*WHAT THE TASK REQUIRES*
Return the entire listing exactly, leaving nothing out.

*EXTRACTED ENTRIES*
BEGIN

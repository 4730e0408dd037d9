//! Opponent-move prediction for repeated rock/paper/scissors.
//!
//! An [`Engine`] keeps the round history, incremental transition tables and
//! an ensemble of predictors. Each round the best-scoring predictor with an
//! opinion forecasts the opponent, the engine plays the counter, and once
//! the true move is revealed the predictor that was trusted gets rewarded
//! or penalised.

pub mod arena;
pub mod chooser;
pub mod client;
pub mod config;
pub mod engine;
pub mod error;
pub mod history;
pub mod predictor;
pub mod scorer;
pub mod selector;
pub mod stats;
pub mod strategy;

pub use config::EngineConfig;
pub use engine::{Decision, Engine, Resolution};
pub use error::{Error, Result};
pub use predictor::{Predictor, PredictorKind};
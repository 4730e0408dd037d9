use common::{
    message::game_server::{ClientRequest, ClientResponse},
    model::game::{Move, RoundOutcome},
};
use rand::{rngs::SmallRng, Rng};
use tracing::{debug, info, warn};

use crate::engine::Engine;

/// Drives an [`Engine`] from game server messages.
pub struct Client<R = SmallRng> {
    engine: Engine<R>,
    last_move: Option<Move>,
}

impl<R: Rng> Client<R> {
    pub fn new(engine: Engine<R>) -> Self {
        Client {
            engine,
            last_move: None,
        }
    }

    /// React to one server message, returning the reply if one is due.
    /// Engine errors are logged and the message dropped.
    pub fn handle(&mut self, response: ClientResponse) -> Option<ClientRequest> {
        match response {
            ClientResponse::GameJoined => {
                info!("Joined game");
                None
            }
            ClientResponse::PendingMove => Some(ClientRequest::Move { value: self.play() }),
            ClientResponse::RoundResult(outcome) => {
                debug!("Round result: {:?}", outcome);
                self.resolve(Some(outcome));
                None
            }
            ClientResponse::RoundSkipped => {
                debug!("Round skipped");
                self.resolve(None);
                None
            }
            ClientResponse::MatchResult {
                result,
                wins,
                total,
            } => {
                info!("Match over: {:?}, won {} of {}", result, wins, total);
                None
            }
        }
    }

    fn play(&mut self) -> Move {
        let next_move = self.engine.choose_next_move();
        self.last_move = Some(next_move);
        next_move
    }

    fn resolve(&mut self, outcome: Option<RoundOutcome>) {
        if let Err(e) = self.engine.on_round_resolved(outcome) {
            warn!("Dropping round message: {}", e);
        }
    }

    pub fn last_move(&self) -> Option<Move> {
        self.last_move
    }

    pub fn engine(&self) -> &Engine<R> {
        &self.engine
    }

    pub fn engine_mut(&mut self) -> &mut Engine<R> {
        &mut self.engine
    }
}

END

*FINISHED EXERCISE*
repository 4730e0408dd037d9
//! Opponent-move prediction for repeated rock/paper/scissors.
//!
//! An [`Engine`] keeps the round history, incremental transition tables and
//! an ensemble of predictors. Each round the best-scoring predictor with an
//! opinion forecasts the opponent, the engine plays the counter, and once
//! the true move is revealed the predictor that was trusted gets rewarded
//! or penalised.

pub mod arena;
pub mod chooser;
pub mod client;
pub mod config;
pub mod engine;
pub mod error;
pub mod history;
pub mod predictor;
pub mod scorer;
pub mod selector;
pub mod stats;
pub mod strategy;

pub use config::EngineConfig;
pub use engine::{Decision, Engine, Resolution};
pub use error::{Error, Result};
pub use predictor::{Predictor, PredictorKind};
repository 4730e0408dd037d9
use common::{
    message::game_server::{ClientRequest, ClientResponse},
    model::game::{Move, RoundOutcome},
};
use rand::{rngs::SmallRng, Rng};
use tracing::{debug, info, warn};

use crate::engine::Engine;

/// Drives an [`Engine`] from game server messages.
pub struct Client<R = SmallRng> {
    engine: Engine<R>,
    last_move: Option<Move>,
}

impl<R: Rng> Client<R> {
    pub fn new(engine: Engine<R>) -> Self {
        Client {
            engine,
            last_move: None,
        }
    }

    /// React to one server message, returning the reply if one is due.
    /// Engine errors are logged and the message dropped.
    pub fn handle(&mut self, response: ClientResponse) -> Option<ClientRequest> {
        match response {
            ClientResponse::GameJoined => {
                info!("Joined game");
                None
            }
            ClientResponse::PendingMove => Some(ClientRequest::Move { value: self.play() }),
            ClientResponse::RoundResult(outcome) => {
                debug!("Round result: {:?}", outcome);
                self.resolve(Some(outcome));
                None
            }
            ClientResponse::RoundSkipped => {
                debug!("Round skipped");
                self.resolve(None);
                None
            }
            ClientResponse::MatchResult {
                result,
                wins,
                total,
            } => {
                info!("Match over: {:?}, won {} of {}", result, wins, total);
                None
            }
        }
    }

    fn play(&mut self) -> Move {
        let next_move = self.engine.choose_next_move();
        self.last_move = Some(next_move);
        next_move
    }

    fn resolve(&mut self, outcome: Option<RoundOutcome>) {
        if let Err(e) = self.engine.on_round_resolved(outcome) {
            warn!("Dropping round message: {}", e);
        }
    }

    pub fn last_move(&self) -> Option<Move> {
        self.last_move
    }

    pub fn engine(&self) -> &Engine<R> {
        &self.engine
    }

    pub fn engine_mut(&mut self) -> &mut Engine<R> {
        &mut self.engine
    }
}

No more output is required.